— Required action —
Pick out the lines below that include the string "async".

*** Records for this exercise

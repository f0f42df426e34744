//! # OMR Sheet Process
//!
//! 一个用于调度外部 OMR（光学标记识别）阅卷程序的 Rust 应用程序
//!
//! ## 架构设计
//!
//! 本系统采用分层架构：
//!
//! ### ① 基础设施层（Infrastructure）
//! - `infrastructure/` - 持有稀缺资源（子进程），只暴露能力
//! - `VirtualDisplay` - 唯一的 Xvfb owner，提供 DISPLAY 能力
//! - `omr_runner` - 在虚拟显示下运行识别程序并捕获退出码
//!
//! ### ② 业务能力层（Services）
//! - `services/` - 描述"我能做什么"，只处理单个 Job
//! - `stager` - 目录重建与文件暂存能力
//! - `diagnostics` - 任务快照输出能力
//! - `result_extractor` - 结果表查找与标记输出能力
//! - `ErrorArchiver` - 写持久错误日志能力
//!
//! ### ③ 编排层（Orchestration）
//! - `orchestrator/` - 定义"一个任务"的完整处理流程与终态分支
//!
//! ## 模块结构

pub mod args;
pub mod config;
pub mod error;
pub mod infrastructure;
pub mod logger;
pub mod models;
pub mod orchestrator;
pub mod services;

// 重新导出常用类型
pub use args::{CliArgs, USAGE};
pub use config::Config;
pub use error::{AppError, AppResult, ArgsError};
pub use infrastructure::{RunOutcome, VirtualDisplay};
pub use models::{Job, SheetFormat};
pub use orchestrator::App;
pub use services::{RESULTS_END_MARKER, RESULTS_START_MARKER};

******
*** Records for this exercise

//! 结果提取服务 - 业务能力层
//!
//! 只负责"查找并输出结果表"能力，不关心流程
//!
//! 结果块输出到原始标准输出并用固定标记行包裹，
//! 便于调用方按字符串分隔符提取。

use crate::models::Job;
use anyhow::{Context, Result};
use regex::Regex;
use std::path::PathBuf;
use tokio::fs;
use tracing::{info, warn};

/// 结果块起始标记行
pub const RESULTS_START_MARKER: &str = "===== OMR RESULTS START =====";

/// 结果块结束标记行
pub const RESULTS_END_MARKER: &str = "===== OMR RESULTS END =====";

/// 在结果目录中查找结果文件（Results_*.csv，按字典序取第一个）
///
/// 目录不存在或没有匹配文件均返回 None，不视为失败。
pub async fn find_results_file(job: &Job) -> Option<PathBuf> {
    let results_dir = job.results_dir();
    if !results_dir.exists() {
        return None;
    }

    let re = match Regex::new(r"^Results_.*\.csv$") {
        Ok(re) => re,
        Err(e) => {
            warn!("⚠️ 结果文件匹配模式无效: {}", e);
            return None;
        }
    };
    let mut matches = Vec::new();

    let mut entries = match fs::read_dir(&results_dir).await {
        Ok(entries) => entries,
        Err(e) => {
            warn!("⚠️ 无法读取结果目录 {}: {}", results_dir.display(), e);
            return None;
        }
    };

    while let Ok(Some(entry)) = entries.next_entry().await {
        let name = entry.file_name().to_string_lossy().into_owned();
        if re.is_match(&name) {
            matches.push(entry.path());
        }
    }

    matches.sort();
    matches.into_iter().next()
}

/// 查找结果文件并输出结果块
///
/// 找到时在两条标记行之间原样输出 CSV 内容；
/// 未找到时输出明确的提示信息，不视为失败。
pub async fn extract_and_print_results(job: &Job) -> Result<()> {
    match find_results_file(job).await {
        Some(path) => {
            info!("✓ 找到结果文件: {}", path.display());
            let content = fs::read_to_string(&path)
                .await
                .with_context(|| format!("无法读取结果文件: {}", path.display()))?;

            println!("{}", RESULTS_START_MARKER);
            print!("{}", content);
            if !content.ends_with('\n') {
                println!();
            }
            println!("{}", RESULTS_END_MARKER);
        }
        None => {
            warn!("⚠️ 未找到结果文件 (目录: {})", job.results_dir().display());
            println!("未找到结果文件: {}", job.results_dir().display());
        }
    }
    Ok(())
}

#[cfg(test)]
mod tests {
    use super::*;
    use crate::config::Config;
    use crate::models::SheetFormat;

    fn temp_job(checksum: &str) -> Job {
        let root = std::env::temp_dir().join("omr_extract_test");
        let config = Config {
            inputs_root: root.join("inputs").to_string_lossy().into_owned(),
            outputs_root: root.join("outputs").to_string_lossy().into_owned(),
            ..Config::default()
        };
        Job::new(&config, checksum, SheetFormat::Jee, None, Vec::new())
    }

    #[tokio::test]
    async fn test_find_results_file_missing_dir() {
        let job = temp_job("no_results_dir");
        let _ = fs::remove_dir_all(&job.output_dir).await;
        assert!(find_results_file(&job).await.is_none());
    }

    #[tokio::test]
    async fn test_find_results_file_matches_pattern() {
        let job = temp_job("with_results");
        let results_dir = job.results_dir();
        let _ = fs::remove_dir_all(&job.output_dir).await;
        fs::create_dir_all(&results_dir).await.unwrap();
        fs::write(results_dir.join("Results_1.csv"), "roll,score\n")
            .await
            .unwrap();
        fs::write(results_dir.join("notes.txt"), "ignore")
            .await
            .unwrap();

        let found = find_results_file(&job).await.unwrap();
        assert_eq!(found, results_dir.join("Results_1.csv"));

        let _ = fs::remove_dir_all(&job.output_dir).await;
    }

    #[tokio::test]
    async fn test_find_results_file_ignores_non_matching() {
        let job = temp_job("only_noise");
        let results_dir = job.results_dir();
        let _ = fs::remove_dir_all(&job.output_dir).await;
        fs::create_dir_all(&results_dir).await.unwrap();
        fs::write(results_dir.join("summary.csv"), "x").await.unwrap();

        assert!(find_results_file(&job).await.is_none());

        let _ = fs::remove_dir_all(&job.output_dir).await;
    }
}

******
*** Records for this exercise

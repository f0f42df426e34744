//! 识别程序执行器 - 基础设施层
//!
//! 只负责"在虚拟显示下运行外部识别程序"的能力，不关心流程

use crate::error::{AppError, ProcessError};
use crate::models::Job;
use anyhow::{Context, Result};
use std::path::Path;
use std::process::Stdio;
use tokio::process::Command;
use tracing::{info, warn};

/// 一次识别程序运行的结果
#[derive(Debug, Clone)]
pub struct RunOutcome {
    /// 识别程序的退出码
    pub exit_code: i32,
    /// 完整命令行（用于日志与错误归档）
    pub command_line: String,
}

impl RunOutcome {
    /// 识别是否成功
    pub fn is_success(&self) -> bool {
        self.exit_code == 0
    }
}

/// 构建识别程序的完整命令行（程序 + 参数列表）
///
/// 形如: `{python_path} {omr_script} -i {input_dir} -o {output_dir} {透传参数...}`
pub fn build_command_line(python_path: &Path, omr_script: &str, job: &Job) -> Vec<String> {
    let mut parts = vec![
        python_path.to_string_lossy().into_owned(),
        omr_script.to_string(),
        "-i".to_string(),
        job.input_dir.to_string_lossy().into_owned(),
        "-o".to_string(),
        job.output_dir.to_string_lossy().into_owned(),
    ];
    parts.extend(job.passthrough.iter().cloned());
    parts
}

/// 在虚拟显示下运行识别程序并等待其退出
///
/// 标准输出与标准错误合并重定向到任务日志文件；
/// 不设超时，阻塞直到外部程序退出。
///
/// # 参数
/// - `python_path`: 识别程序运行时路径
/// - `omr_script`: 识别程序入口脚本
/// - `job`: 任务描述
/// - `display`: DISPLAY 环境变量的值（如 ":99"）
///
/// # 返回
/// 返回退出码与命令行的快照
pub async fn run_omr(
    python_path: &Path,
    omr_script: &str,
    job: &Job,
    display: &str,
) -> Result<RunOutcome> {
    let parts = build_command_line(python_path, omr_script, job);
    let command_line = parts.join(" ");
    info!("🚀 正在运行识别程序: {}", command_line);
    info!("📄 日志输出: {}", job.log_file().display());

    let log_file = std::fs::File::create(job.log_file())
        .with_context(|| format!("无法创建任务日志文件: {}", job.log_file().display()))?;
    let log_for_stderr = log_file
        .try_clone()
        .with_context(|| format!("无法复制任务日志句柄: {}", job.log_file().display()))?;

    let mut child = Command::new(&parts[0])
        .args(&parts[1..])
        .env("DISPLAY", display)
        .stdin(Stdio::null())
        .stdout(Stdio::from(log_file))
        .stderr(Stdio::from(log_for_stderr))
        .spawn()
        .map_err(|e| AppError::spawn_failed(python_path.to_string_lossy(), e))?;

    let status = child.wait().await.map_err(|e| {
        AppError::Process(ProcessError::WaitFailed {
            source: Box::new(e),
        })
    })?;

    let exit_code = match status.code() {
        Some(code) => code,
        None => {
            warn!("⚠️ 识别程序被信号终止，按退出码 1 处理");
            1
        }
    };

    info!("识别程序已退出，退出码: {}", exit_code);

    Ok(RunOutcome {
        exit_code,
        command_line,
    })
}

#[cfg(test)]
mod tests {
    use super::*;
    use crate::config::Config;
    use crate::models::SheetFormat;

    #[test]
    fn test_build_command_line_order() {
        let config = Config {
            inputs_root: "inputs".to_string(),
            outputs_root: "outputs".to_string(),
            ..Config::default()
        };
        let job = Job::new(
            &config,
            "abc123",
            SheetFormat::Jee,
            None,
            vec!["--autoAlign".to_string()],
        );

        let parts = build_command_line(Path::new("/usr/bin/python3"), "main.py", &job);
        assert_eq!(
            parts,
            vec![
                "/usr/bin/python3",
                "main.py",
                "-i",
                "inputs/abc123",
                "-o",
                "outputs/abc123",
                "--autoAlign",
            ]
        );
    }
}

******

— Task output —
pub async fn find_results_file(job: &Job) -> Option<PathBuf> {
pub async fn extract_and_print_results(job: &Job) -> Result<()> {
    async fn test_find_results_file_missing_dir() {
    async fn test_find_results_file_matches_pattern() {
    async fn test_find_results_file_ignores_non_matching() {
pub async fn run_omr(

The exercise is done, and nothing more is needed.